• About this exercise: Search the material for the word "crate" and copy each line that holds it.

• Records:
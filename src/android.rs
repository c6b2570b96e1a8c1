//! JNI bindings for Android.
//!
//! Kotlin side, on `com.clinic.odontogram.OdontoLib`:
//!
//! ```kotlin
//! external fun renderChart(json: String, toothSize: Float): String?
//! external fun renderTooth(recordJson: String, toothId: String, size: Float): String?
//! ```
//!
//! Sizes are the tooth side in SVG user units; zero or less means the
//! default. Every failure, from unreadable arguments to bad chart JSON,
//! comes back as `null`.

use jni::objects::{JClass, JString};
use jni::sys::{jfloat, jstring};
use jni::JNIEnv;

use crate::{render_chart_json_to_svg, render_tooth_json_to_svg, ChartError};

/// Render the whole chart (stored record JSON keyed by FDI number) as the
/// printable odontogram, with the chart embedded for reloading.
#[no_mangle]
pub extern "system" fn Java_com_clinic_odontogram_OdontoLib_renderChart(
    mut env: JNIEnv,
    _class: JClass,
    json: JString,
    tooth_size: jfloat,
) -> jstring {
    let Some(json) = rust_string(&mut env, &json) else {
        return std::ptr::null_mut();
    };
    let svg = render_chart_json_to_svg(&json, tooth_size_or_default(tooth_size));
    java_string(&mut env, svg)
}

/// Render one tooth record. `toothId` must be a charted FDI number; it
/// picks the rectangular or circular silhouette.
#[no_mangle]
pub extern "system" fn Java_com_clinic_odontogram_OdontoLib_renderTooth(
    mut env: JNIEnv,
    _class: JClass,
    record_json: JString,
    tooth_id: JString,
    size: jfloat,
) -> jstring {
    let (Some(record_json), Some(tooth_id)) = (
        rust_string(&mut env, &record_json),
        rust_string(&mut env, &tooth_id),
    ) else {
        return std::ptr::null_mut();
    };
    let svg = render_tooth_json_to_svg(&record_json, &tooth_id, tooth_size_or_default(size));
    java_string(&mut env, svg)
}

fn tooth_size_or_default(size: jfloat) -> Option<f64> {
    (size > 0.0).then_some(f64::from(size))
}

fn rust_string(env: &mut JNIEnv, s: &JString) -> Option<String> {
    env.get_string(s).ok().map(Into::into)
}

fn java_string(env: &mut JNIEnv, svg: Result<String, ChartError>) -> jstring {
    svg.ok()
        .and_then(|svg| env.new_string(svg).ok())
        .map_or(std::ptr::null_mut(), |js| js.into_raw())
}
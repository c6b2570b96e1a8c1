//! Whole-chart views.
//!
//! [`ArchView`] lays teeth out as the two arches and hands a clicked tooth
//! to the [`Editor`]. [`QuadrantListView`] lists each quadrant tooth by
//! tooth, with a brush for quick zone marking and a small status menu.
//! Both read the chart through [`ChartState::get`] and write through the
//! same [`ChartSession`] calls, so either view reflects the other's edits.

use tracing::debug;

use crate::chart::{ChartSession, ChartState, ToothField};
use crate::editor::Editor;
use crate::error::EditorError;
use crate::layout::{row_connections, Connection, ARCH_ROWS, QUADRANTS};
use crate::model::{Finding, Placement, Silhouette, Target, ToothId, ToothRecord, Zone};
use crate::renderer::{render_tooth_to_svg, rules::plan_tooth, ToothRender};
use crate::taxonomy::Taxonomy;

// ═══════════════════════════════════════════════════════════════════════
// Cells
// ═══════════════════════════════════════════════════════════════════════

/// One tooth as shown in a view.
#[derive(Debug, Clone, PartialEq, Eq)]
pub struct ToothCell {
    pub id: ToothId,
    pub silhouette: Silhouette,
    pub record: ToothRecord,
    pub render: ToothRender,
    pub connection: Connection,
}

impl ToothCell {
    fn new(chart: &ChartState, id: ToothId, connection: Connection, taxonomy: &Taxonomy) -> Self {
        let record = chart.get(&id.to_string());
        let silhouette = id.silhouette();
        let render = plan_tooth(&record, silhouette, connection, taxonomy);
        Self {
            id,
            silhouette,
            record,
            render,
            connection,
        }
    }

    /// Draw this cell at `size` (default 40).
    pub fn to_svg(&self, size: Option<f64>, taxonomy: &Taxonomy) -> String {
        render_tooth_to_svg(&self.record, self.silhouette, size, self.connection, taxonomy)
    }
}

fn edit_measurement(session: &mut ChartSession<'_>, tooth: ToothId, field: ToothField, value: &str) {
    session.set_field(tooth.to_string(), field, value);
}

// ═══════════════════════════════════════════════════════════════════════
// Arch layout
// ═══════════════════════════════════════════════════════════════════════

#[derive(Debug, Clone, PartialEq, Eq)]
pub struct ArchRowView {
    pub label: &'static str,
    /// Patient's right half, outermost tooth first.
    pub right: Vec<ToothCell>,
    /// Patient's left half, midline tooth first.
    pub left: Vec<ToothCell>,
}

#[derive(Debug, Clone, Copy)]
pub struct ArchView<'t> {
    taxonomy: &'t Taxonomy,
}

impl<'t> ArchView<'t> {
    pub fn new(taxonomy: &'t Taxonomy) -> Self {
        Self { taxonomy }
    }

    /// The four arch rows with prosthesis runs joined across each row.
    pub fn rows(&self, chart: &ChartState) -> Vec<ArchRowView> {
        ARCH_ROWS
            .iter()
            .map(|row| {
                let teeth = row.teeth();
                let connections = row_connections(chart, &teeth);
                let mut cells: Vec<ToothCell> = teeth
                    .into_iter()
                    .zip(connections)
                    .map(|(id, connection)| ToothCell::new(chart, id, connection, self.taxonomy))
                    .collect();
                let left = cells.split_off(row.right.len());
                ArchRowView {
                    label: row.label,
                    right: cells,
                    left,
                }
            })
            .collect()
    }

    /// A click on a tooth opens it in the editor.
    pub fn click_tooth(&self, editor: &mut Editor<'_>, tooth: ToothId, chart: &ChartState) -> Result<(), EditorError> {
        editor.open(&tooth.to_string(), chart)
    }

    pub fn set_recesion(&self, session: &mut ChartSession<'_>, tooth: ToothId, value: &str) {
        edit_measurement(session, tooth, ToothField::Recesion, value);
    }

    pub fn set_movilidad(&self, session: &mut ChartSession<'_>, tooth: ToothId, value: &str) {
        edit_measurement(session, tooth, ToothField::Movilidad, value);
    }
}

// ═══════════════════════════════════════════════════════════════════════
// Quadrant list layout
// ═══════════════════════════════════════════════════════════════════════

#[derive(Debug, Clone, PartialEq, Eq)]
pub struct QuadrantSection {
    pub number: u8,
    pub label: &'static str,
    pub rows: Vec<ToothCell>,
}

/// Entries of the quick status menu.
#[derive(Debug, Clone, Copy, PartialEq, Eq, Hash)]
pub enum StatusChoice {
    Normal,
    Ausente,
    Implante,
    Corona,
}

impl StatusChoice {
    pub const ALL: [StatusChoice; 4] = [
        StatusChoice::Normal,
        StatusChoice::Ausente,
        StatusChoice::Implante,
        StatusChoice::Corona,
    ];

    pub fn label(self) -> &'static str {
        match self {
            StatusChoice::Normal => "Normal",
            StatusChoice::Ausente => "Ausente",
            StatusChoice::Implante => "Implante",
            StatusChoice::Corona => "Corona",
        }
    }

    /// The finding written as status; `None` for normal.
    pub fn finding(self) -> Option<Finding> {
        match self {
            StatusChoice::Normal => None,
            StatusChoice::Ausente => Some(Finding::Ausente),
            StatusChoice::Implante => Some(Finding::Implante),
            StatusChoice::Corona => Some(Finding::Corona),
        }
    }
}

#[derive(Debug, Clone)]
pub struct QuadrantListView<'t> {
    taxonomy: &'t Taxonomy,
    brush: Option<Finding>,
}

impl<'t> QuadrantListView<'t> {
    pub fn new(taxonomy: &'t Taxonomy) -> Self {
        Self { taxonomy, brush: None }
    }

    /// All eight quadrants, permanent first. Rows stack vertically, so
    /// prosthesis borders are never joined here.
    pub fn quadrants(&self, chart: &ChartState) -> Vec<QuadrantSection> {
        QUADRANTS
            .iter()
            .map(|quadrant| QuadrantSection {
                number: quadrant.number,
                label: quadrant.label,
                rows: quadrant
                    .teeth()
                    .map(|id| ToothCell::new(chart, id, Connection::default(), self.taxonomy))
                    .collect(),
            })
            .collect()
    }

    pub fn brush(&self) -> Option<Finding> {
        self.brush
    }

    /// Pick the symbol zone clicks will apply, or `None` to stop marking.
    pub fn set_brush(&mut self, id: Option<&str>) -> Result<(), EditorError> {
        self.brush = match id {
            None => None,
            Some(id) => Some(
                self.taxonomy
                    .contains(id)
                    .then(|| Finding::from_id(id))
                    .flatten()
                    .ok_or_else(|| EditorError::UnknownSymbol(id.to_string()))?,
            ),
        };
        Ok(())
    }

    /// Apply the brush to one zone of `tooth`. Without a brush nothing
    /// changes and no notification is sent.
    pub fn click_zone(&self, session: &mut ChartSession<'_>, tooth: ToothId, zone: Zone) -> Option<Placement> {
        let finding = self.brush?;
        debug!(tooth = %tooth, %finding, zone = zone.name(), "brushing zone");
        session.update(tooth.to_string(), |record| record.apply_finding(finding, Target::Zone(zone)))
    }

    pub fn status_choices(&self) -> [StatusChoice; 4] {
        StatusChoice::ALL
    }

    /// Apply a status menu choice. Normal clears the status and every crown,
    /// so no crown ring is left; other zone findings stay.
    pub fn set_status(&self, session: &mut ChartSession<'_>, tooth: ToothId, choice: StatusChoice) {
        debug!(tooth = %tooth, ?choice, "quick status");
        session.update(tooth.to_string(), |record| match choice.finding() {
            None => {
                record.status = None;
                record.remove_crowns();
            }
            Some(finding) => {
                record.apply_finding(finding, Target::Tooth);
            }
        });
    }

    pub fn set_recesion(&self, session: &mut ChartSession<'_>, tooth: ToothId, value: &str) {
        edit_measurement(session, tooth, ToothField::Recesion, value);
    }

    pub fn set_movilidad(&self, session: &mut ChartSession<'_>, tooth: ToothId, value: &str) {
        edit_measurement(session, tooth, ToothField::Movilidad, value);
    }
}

• Exercise output:
use crate::{render_chart_json_to_svg, render_tooth_json_to_svg, ChartError};
use crate::chart::{ChartSession, ChartState, ToothField};
use crate::editor::Editor;
use crate::error::EditorError;
use crate::layout::{row_connections, Connection, ARCH_ROWS, QUADRANTS};
use crate::model::{Finding, Placement, Silhouette, Target, ToothId, ToothRecord, Zone};
use crate::renderer::{render_tooth_to_svg, rules::plan_tooth, ToothRender};
use crate::taxonomy::Taxonomy;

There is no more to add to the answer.